The above confirms your findings.

@Xavi,
Which tool was used to analyze the core? I hope its dbx judging from the backtrace you have provided in previous comment.

--- Additional comment from Worker Ant on 2017-01-16 11:33:11 CET ---

REVIEW: http://review.gluster.org/16405 (cluster/ec: fix invalid error check for mmap()) posted (#2) for review on master by Xavier Hernandez (xhernandez)

--- Additional comment from Worker Ant on 2017-01-16 11:38:24 CET ---

REVIEW: http://review.gluster.org/16405 (cluster/ec: fix invalid error check for mmap()) posted (#3) for review on master by Xavier Hernandez (xhernandez)

--- Additional comment from Nigel Babu on 2017-01-17 09:22:50 CET ---

The mmap code was being blocked by Selinux. I gathered the logs for Anoop today so he could figure out what's wrong.

We found 2 SYSCALL entries blocked
type=SYSCALL msg=audit(1484635264.766:2718): arch=c000003e syscall=49 success=no exit=-13 a0=15 a1=7ff6f81ff400 a2=10 a3=7e items=0 ppid=1 pid=25743 auid=4294967295 uid=0 gid=0 euid=0 suid=0 fsuid=0 egid=0 sgid=0 fsgid=0 tty=(none) ses=4294967295 comm="glusterd" exe="/usr/sbin/glusterfsd" subj=system_u:system_r:glusterd_t:s0 key=(null)

type=SYSCALL msg=audit(1484635712.229:3062): arch=c000003e syscall=9 success=no exit=-13 a0=0 a1=10000 a2=7 a3=22 items=0 ppid=27586 pid=27592 auid=4294967295 uid=0 gid=0 euid=0 suid=0 fsuid=0 egid=0 sgid=0 fsgid=0 tty=(none) ses=4294967295 comm="glusterfs" exe="/usr/sbin/glusterfsd" subj=system_u:system_r:glusterd_t:s0 key=(null)

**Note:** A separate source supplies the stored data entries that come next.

impl NarrationCache {
    /// Create a cache writing artifacts under `dir`.
    #[must_use]
    pub fn new(synthesizer: Arc<dyn SpeechSynthesizer>, dir: impl Into<PathBuf>) -> Self {
        Self {
            inner: Arc::new(Inner {
                synthesizer,
                dir: dir.into(),
                entries: DashMap::new(),
                inflight: DashMap::new(),
            }),
        }
    }

    /// Kick off generation for every unique request, fire-and-forget.
    ///
    /// Input duplicates collapse to one entry; keys that are already settled
    /// or in flight are left alone. Returns immediately; pair with
    /// [`wait_idle`](Self::wait_idle) when a completion barrier is needed.
    pub fn pregenerate_all<I>(&self, requests: I)
    where
        I: IntoIterator<Item = NarrationRequest>,
    {
        for request in requests {
            let key = NarrationKey::compute(&request.text, &request.voice);
            if let Some(entry) = self.inner.entries.get(&key) {
                if entry.status != EntryStatus::Pending {
                    continue;
                }
            }
            let task = self.ensure_task(key, &request.text, &request.voice);
            let cache = self.clone();
            tokio::spawn(async move {
                let result = task.await;
                cache.settle(key, &result);
            });
        }
    }

    /// Await every in-flight generation and settle its entry.
    pub async fn wait_idle(&self) {
        let pending: Vec<(NarrationKey, InflightTask)> = self
            .inner
            .inflight
            .iter()
            .map(|e| (*e.key(), e.value().clone()))
            .collect();

        let results =
            futures::future::join_all(pending.iter().map(|(_, task)| task.clone())).await;
        for ((key, _), result) in pending.into_iter().zip(results) {
            self.settle(key, &result);
        }
    }

    /// Path to the audio artifact for (text, voice), generating on demand.
    ///
    /// Ready keys return their path, pending keys await the in-flight task,
    /// cold keys trigger lazy generation. Failed keys return `None`: missing
    /// narration is skipped, never fatal.
    pub async fn audio_path(&self, text: &str, voice: &str) -> Option<PathBuf> {
        let key = NarrationKey::compute(text, voice);

        if let Some(entry) = self.inner.entries.get(&key) {
            match &entry.status {
                EntryStatus::Ready(path) => return Some(path.clone()),
                EntryStatus::Failed(_) => return None,
                EntryStatus::Pending => {}
            }
        }

        let task = self.ensure_task(key, text, voice);
        let result = task.await;
        self.settle(key, &result);

        match result {
            Ok(path) => Some(path),
            Err(e) => {
                tracing::warn!(%key, error = %e, "narration unavailable, skipping");
                None
            }
        }
    }

    /// Remove one entry and its on-disk artifact.
    pub async fn remove(&self, text: &str, voice: &str) {
        let key = NarrationKey::compute(text, voice);
        self.inner.inflight.remove(&key);
        if let Some((_, entry)) = self.inner.entries.remove(&key) {
            if let EntryStatus::Ready(path) = entry.status {
                if let Err(e) = tokio::fs::remove_file(&path).await {
                    tracing::warn!(%key, error = %e, "failed to remove narration artifact");
                }
            }
        }
    }

    /// Drop every entry and delete every artifact.
    pub async fn reset(&self) {
        self.inner.inflight.clear();
        let keys: Vec<NarrationKey> = self.inner.entries.iter().map(|e| *e.key()).collect();
        for key in keys {
            if let Some((_, entry)) = self.inner.entries.remove(&key) {
                if let EntryStatus::Ready(path) = entry.status {
                    let _ = tokio::fs::remove_file(&path).await;
                }
            }
        }
    }

    /// Shutdown: reset and remove the cache directory itself.
    pub async fn cleanup(&self) {
        self.reset().await;
        if let Err(e) = tokio::fs::remove_dir_all(&self.inner.dir).await {
            if e.kind() != std::io::ErrorKind::NotFound {
                tracing::warn!(error = %e, "failed to remove narration cache directory");
            }
        }
    }

    /// Current status of a key, mainly for diagnostics and tests.
    #[must_use]
    pub fn status(&self, text: &str, voice: &str) -> Option<EntryStatus> {
        let key = NarrationKey::compute(text, voice);
        self.inner.entries.get(&key).map(|e| e.status.clone())
    }

    /// Number of cache entries.
    #[inline]
    #[must_use]
    pub fn len(&self) -> usize {
        self.inner.entries.len()
    }

    /// Whether the cache holds no entries.
    #[inline]
    #[must_use]
    pub fn is_empty(&self) -> bool {
        self.inner.entries.is_empty()
    }

    /// Cache directory.
    #[inline]
    #[must_use]
    pub fn dir(&self) -> &Path {
        &self.inner.dir
    }

    /// Get or create the single in-flight task for `key`.
    ///
    /// A settle can land between a caller's status read and this lookup,
    /// leaving the in-flight map empty for a key that is already Ready or
    /// Failed. The vacant branch re-checks the entry and replays the
    /// recorded outcome instead of synthesizing a second time.
    fn ensure_task(&self, key: NarrationKey, text: &str, voice: &str) -> InflightTask {
        match self.inner.inflight.entry(key) {
            Entry::Occupied(occupied) => occupied.get().clone(),
            Entry::Vacant(vacant) => {
                match self.inner.entries.entry(key) {
                    Entry::Occupied(settled) => match &settled.get().status {
                        EntryStatus::Ready(path) => return settled_task(Ok(path.clone())),
                        EntryStatus::Failed(message) => {
                            return settled_task(Err(SynthesisError::Backend(message.clone())));
                        }
                        EntryStatus::Pending => {}
                    },
                    Entry::Vacant(slot) => {
                        slot.insert(CacheEntry {
                            text: text.to_string(),
                            voice: voice.to_string(),
                            status: EntryStatus::Pending,
                        });
                    }
                }
                let task = generation_task(
                    Arc::clone(&self.inner.synthesizer),
                    self.inner.dir.clone(),
                    key,
                    text.to_string(),
                    voice.to_string(),
                );
                vacant.insert(task.clone());
                task
            }
        }
    }

    /// Record a completed generation. Idempotent: only a Pending entry
    /// transitions, so the first settle wins and later ones are no-ops.
    fn settle(&self, key: NarrationKey, result: &Result<PathBuf, SynthesisError>) {
        self.inner.inflight.remove(&key);
        self.inner.entries.alter(&key, |_, mut entry| {
            if entry.status == EntryStatus::Pending {
                entry.status = match result {
                    Ok(path) => EntryStatus::Ready(path.clone()),
                    Err(e) => EntryStatus::Failed(e.to_string()),
                };
            }
            entry
        });
    }
}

ausyscall says 49 is for bind and 9 for mmap. Anoop suspected that the second syscall might be the problem at hand. As per his suggestion, I ran the tests (just CIFS) with selinux in permissive mode and all tests passed. I'm running the full test suite with selinux in permissive mode to confirm all is well.

Now we'll have to figure out how to make sure we can apply a specific selinux policy for this particular access.

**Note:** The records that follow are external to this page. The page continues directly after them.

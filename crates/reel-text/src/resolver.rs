//! Pattern resolution
//!
//! Whitespace-insensitive, case-sensitive line search: a line matches when
//! its trimmed content contains the trimmed pattern as a substring. Multiple
//! matches are narrowed by a ±20-line context window (`near`/`inside`) and a
//! 1-indexed `occurrence` pick, clamped to the filtered set. Without any
//! hint, the first match wins silently; that ambiguity trade-off is part of
//! the contract and deliberately not "fixed" here.

/// Lines scanned on either side of a match when applying a context hint.
const CONTEXT_WINDOW: usize = 20;

/// A resolved line location within a document.
#[derive(Debug, Clone, Copy, PartialEq, Eq)]
pub struct PatternMatch {
    /// 0-indexed line
    pub line: usize,
    /// Byte offset of the trimmed pattern within the raw line
    pub column: usize,
}

/// Disambiguation hints for [`resolve`].
#[derive(Debug, Clone, Copy, Default)]
pub struct SearchHints<'a> {
    /// Context text expected within the window around the match
    pub near: Option<&'a str>,
    /// Alias of `near`; `near` takes precedence when both are set
    pub inside: Option<&'a str>,
    /// 1-indexed pick among the filtered matches, clamped to the set size
    pub occurrence: Option<usize>,
}

impl<'a> SearchHints<'a> {
    fn context(&self) -> Option<&'a str> {
        self.near.or(self.inside)
    }

    fn describe(&self) -> Option<String> {
        let mut parts = Vec::new();
        if let Some(c) = self.context() {
            parts.push(format!("near `{}`", c.trim()));
        }
        if let Some(n) = self.occurrence {
            parts.push(format!("occurrence {n}"));
        }
        if parts.is_empty() {
            None
        } else {
            Some(parts.join(", "))
        }
    }
}

/// Resolution failures, carrying enough context to fix the blueprint.
#[derive(Debug, Clone, thiserror::Error)]
pub enum ResolveError {
    /// No line matched, or the context filter emptied the match set
    #[error("pattern not found: `{pattern}`{}", hint.as_deref().map(|h| format!(" ({h})")).unwrap_or_default())]
    NotFound {
        pattern: String,
        hint: Option<String>,
    },
}

/// Locate the single line a pattern refers to.
///
/// # Errors
/// [`ResolveError::NotFound`] when nothing matches, or when the context
/// filter removes every candidate; the filter is never silently relaxed.
pub fn resolve(
    document: &str,
    pattern: &str,
    hints: &SearchHints<'_>,
) -> Result<PatternMatch, ResolveError> {
    let needle = pattern.trim();
    let lines: Vec<&str> = document.lines().collect();

    let mut matches: Vec<PatternMatch> = Vec::new();
    for (line_no, line) in lines.iter().enumerate() {
        if line.trim().contains(needle) {
            // The raw line contains its trimmed form, so this always hits.
            let column = line.find(needle).unwrap_or(0);
            matches.push(PatternMatch {
                line: line_no,
                column,
            });
        }
    }

    if matches.is_empty() {
        return Err(not_found(pattern, hints));
    }
    if matches.len() == 1 {
        return Ok(matches[0]);
    }

    if let Some(context) = hints.context() {
        let context = context.trim();
        matches.retain(|m| window_contains(&lines, m.line, context));
        if matches.is_empty() {
            return Err(not_found(pattern, hints));
        }
    }

    let pick = hints.occurrence.unwrap_or(1).clamp(1, matches.len());
    Ok(matches[pick - 1])
}

fn window_contains(lines: &[&str], center: usize, context: &str) -> bool {
    let start = center.saturating_sub(CONTEXT_WINDOW);
    let end = (center + CONTEXT_WINDOW + 1).min(lines.len());
    lines[start..end].iter().any(|l| l.trim().contains(context))
}

fn not_found(pattern: &str, hints: &SearchHints<'_>) -> ResolveError {
    ResolveError::NotFound {
        pattern: pattern.to_string(),
        hint: hints.describe(),
    }
}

--- Additional comment from Xavier Hernandez on 2017-01-17 10:07:17 CET ---

I think the problem could be that the allocated memory will be used to store code, so the PROT_EXEC flag is passed to mmap. I think this is the only difference between this particular mmap() call and the other mmap() calls present in gluster code.

Probably this will be the cause that selinux makes mmap() to fail.

Does "exit=-13" mean that the errno returned by mmap() is 13 (EACCES) ? In that case I could add a specific error message in the patch to clearly show that selinux could be the cause.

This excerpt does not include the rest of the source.